Дженни с ужасом оттолкнула тарелку.
– Ну что же, – произнес он давним надменным тоном, – это прекрасный поступок, детка. Прекрасный. Я всегда полагал и утверждал, что ты порядочная девушка, даже слишком порядочная. Тебя еще учить и учить.
Да, мисс Дженни Фэнси, а вернее сказать, Пелажи Тапонне, действительно была добрая девушка: вместо того чтобы спрятать деньги, а самого Эктора выставить за дверь, что было ее неоспоримым правом, она, решив, будто он страдает, попыталась утешить и поддержать его. Как только Треморель признался ей, что остался без гроша, она почти перестала его ненавидеть и даже, как часто бывает у женщин этого сорта, чуть ли не влюбилась в него.

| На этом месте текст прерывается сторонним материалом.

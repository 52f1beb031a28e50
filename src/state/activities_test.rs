use super::*;

// =============================================================
// Helpers
// =============================================================

fn chess_club(participants: &[&str]) -> Activity {
    Activity {
        description: "d".to_owned(),
        schedule: "Mon".to_owned(),
        max_participants: 10,
        participants: participants.iter().map(|p| (*p).to_owned()).collect(),
    }
}

fn map_of(entries: &[(&str, Activity)]) -> ActivityMap {
    ActivityMap::new(
        entries
            .iter()
            .map(|(name, a)| ((*name).to_owned(), a.clone()))
            .collect(),
    )
}

// =============================================================
// ActivitiesState
// =============================================================

#[test]
fn state_defaults_to_loading_with_no_options() {
    let s = ActivitiesState::default();
    assert_eq!(s.listing, Listing::Loading);
    assert!(s.options.is_empty());
    assert!(!s.notice.is_visible());
}

#[test]
fn apply_activities_fills_listing_and_options_in_order() {
    let mut s = ActivitiesState::default();
    s.apply_activities(map_of(&[("Zumba", chess_club(&[])), ("Chess Club", chess_club(&["a@x.com"]))]));
    assert_eq!(s.options, vec!["Zumba".to_owned(), "Chess Club".to_owned()]);
    match &s.listing {
        Listing::Loaded(entries) => assert_eq!(entries.len(), 2),
        other => panic!("expected loaded listing, got {other:?}"),
    }
    assert_eq!(s.activity("Chess Club").map(Activity::spots_left), Some(9));
}

#[test]
fn apply_activities_replaces_previous_snapshot() {
    let mut s = ActivitiesState::default();
    s.apply_activities(map_of(&[("Art", chess_club(&[])), ("Chess Club", chess_club(&[]))]));
    s.apply_activities(map_of(&[("Chess Club", chess_club(&["a@x.com", "b@x.com"]))]));
    assert_eq!(s.options, vec!["Chess Club".to_owned()]);
    assert!(s.activity("Art").is_none());
    assert_eq!(s.activity("Chess Club").map(Activity::spots_left), Some(8));
}

#[test]
fn fail_load_keeps_select_options() {
    let mut s = ActivitiesState::default();
    s.apply_activities(map_of(&[("Chess Club", chess_club(&[]))]));
    s.fail_load();
    assert_eq!(s.listing, Listing::Failed);
    assert_eq!(s.options, vec!["Chess Club".to_owned()]);
    assert!(s.activity("Chess Club").is_none());
}

#[test]
fn empty_fetch_clears_options() {
    let mut s = ActivitiesState::default();
    s.apply_activities(map_of(&[("Chess Club", chess_club(&[]))]));
    s.apply_activities(ActivityMap::default());
    assert!(s.options.is_empty());
    assert_eq!(s.listing, Listing::Loaded(Vec::new()));
}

Все утративший, бездомный Эктор перестал быть гнусным человеком, купившим ее, миллионером, который под влиянием каприза может опять столкнуть женщину в сточную канаву, откуда по непонятной прихоти ее извлек. Он перестал быть ненавистным тираном. Разорившись, он спустился со своего пьедестала, подчинился общим законам, стал, как все, и даже лучше всех, потому что был поистине поразительно красив. И Дженни, принявшую последнюю уловку больного тщеславия за благородное движение сердца, искренне тронули подаренные ей десять тысяч франков.
– Но ты вовсе не так беден, как говоришь, – возразила она. – У тебя же еще есть эти десять тысяч.